To do
Would you please write out each entry that follows, exactly as written?

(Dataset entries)
//! Obstacle arbiter: a pure decision over the three proximity sensors.
//!
//! | front | left | right | reaction |
//! |---|---|---|---|
//! | yes | yes | yes | emergency stop, fully blocked |
//! | yes | yes | no | stop, back off, turn right |
//! | yes | no | any | stop, back off, turn left |
//! | no | yes | no | stop, turn right |
//! | no | no | yes | stop, turn left |
//! | no | yes | yes | none |
//! | no | no | no | none |
//!
//! With both sides occupied and the front clear, turning away from one side
//! turns into the other, so the platform keeps going.

use agribot_types::{CalibrationProfile, MotionCommand, Occupancy, ProximityReadings};

#[derive(Debug, Clone, Copy, PartialEq, Eq)]
pub enum TurnSide {
    Left,
    Right,
}

#[derive(Debug, Clone, Copy, PartialEq, Eq)]
pub enum Reaction {
    /// Normal operation continues.
    None,
    /// Stop, optionally reverse briefly, then turn toward `turn`.
    Avoid { turn: TurnSide, back_off: bool },
    /// Everything is blocked: stop all actuators.
    EmergencyStop,
}

impl Reaction {
    /// Short label used in events and logs.
    pub fn label(&self) -> &'static str {
        match self {
            Reaction::None => "none",
            Reaction::Avoid {
                turn: TurnSide::Left,
                back_off: true,
            } => "back_off_turn_left",
            Reaction::Avoid {
                turn: TurnSide::Right,
                back_off: true,
            } => "back_off_turn_right",
            Reaction::Avoid {
                turn: TurnSide::Left,
                back_off: false,
            } => "turn_left",
            Reaction::Avoid {
                turn: TurnSide::Right,
                back_off: false,
            } => "turn_right",
            Reaction::EmergencyStop => "emergency_stop",
        }
    }
}

/// Decide how to react to the given occupancy.
pub fn arbitrate(o: Occupancy) -> Reaction {
    match (o.front, o.left, o.right) {
        (true, true, true) => Reaction::EmergencyStop,
        (true, true, false) => Reaction::Avoid {
            turn: TurnSide::Right,
            back_off: true,
        },
        (true, false, _) => Reaction::Avoid {
            turn: TurnSide::Left,
            back_off: true,
        },
        (false, true, false) => Reaction::Avoid {
            turn: TurnSide::Right,
            back_off: false,
        },
        (false, false, true) => Reaction::Avoid {
            turn: TurnSide::Left,
            back_off: false,
        },
        (false, true, true) | (false, false, false) => Reaction::None,
    }
}

#[derive(Debug, Clone, PartialEq)]
pub struct ArbiterConfig {
    pub threshold_cm: f32,
    pub backup_s: f32,
    pub turn_s: f32,
}

impl Default for ArbiterConfig {
    fn default() -> Self {
        Self {
            threshold_cm: 30.0,
            backup_s: 0.3,
            turn_s: 0.5,
        }
    }
}

impl ArbiterConfig {
    pub fn from_profile(profile: &CalibrationProfile) -> Self {
        Self {
            threshold_cm: profile.obstacle_threshold_cm,
            backup_s: profile.backup_s,
            turn_s: profile.turn_s,
        }
    }
}

#[derive(Debug, Clone, Default)]
pub struct ObstacleArbiter {
    config: ArbiterConfig,
}

impl ObstacleArbiter {
    pub fn new(config: ArbiterConfig) -> Self {
        Self { config }
    }

    pub fn config(&self) -> &ArbiterConfig {
        &self.config
    }

    pub fn evaluate(&self, readings: &ProximityReadings) -> Reaction {
        arbitrate(readings.occupancy(self.config.threshold_cm))
    }

    /// The command sequence that carries out `reaction`.
    pub fn plan(&self, reaction: Reaction) -> Vec<MotionCommand> {
        match reaction {
            Reaction::None => Vec::new(),
            Reaction::EmergencyStop => vec![MotionCommand::StopAll],
            Reaction::Avoid { turn, back_off } => {
                let mut plan = vec![MotionCommand::MoveStop];
                if back_off {
                    plan.push(MotionCommand::MoveBackward {
                        seconds: Some(self.config.backup_s),
                    });
                }
                let seconds = Some(self.config.turn_s);
                plan.push(match turn {
                    TurnSide::Left => MotionCommand::TurnLeft { seconds },
                    TurnSide::Right => MotionCommand::TurnRight { seconds },
                });
                plan
            }
        }
    }
}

Solution to this problem
//! Obstacle arbiter: a pure decision over the three proximity sensors.
//!
//! | front | left | right | reaction |
//! |---|---|---|---|
//! | yes | yes | yes | emergency stop, fully blocked |
//! | yes | yes | no | stop, back off, turn right |
//! | yes | no | any | stop, back off, turn left |
//! | no | yes | no | stop, turn right |
//! | no | no | yes | stop, turn left |
//! | no | yes | yes | none |
//! | no | no | no | none |
//!
//! With both sides occupied and the front clear, turning away from one side
//! turns into the other, so the platform keeps going.

use agribot_types::{CalibrationProfile, MotionCommand, Occupancy, ProximityReadings};

#[derive(Debug, Clone, Copy, PartialEq, Eq)]
pub enum TurnSide {
    Left,
    Right,
}

#[derive(Debug, Clone, Copy, PartialEq, Eq)]
pub enum Reaction {
    /// Normal operation continues.
    None,
    /// Stop, optionally reverse briefly, then turn toward `turn`.
    Avoid { turn: TurnSide, back_off: bool },
    /// Everything is blocked: stop all actuators.
    EmergencyStop,
}

impl Reaction {
    /// Short label used in events and logs.
    pub fn label(&self) -> &'static str {
        match self {
            Reaction::None => "none",
            Reaction::Avoid {
                turn: TurnSide::Left,
                back_off: true,
            } => "back_off_turn_left",
            Reaction::Avoid {
                turn: TurnSide::Right,
                back_off: true,
            } => "back_off_turn_right",
            Reaction::Avoid {
                turn: TurnSide::Left,
                back_off: false,
            } => "turn_left",
            Reaction::Avoid {
                turn: TurnSide::Right,
                back_off: false,
            } => "turn_right",
            Reaction::EmergencyStop => "emergency_stop",
        }
    }
}

/// Decide how to react to the given occupancy.
pub fn arbitrate(o: Occupancy) -> Reaction {
    match (o.front, o.left, o.right) {
        (true, true, true) => Reaction::EmergencyStop,
        (true, true, false) => Reaction::Avoid {
            turn: TurnSide::Right,
            back_off: true,
        },
        (true, false, _) => Reaction::Avoid {
            turn: TurnSide::Left,
            back_off: true,
        },
        (false, true, false) => Reaction::Avoid {
            turn: TurnSide::Right,
            back_off: false,
        },
        (false, false, true) => Reaction::Avoid {
            turn: TurnSide::Left,
            back_off: false,
        },
        (false, true, true) | (false, false, false) => Reaction::None,
    }
}

#[derive(Debug, Clone, PartialEq)]
pub struct ArbiterConfig {
    pub threshold_cm: f32,
    pub backup_s: f32,
    pub turn_s: f32,
}

impl Default for ArbiterConfig {
    fn default() -> Self {
        Self {
            threshold_cm: 30.0,
            backup_s: 0.3,
            turn_s: 0.5,
        }
    }
}

impl ArbiterConfig {
    pub fn from_profile(profile: &CalibrationProfile) -> Self {
        Self {
            threshold_cm: profile.obstacle_threshold_cm,
            backup_s: profile.backup_s,
            turn_s: profile.turn_s,
        }
    }
}

#[derive(Debug, Clone, Default)]
pub struct ObstacleArbiter {
    config: ArbiterConfig,
}

impl ObstacleArbiter {
    pub fn new(config: ArbiterConfig) -> Self {
        Self { config }
    }

    pub fn config(&self) -> &ArbiterConfig {
        &self.config
    }

    pub fn evaluate(&self, readings: &ProximityReadings) -> Reaction {
        arbitrate(readings.occupancy(self.config.threshold_cm))
    }

    /// The command sequence that carries out `reaction`.
    pub fn plan(&self, reaction: Reaction) -> Vec<MotionCommand> {
        match reaction {
            Reaction::None => Vec::new(),
            Reaction::EmergencyStop => vec![MotionCommand::StopAll],
            Reaction::Avoid { turn, back_off } => {
                let mut plan = vec![MotionCommand::MoveStop];
                if back_off {
                    plan.push(MotionCommand::MoveBackward {
                        seconds: Some(self.config.backup_s),
                    });
                }
                let seconds = Some(self.config.turn_s);
                plan.push(match turn {
                    TurnSide::Left => MotionCommand::TurnLeft { seconds },
                    TurnSide::Right => MotionCommand::TurnRight { seconds },
                });
                plan
            }
        }
    }
}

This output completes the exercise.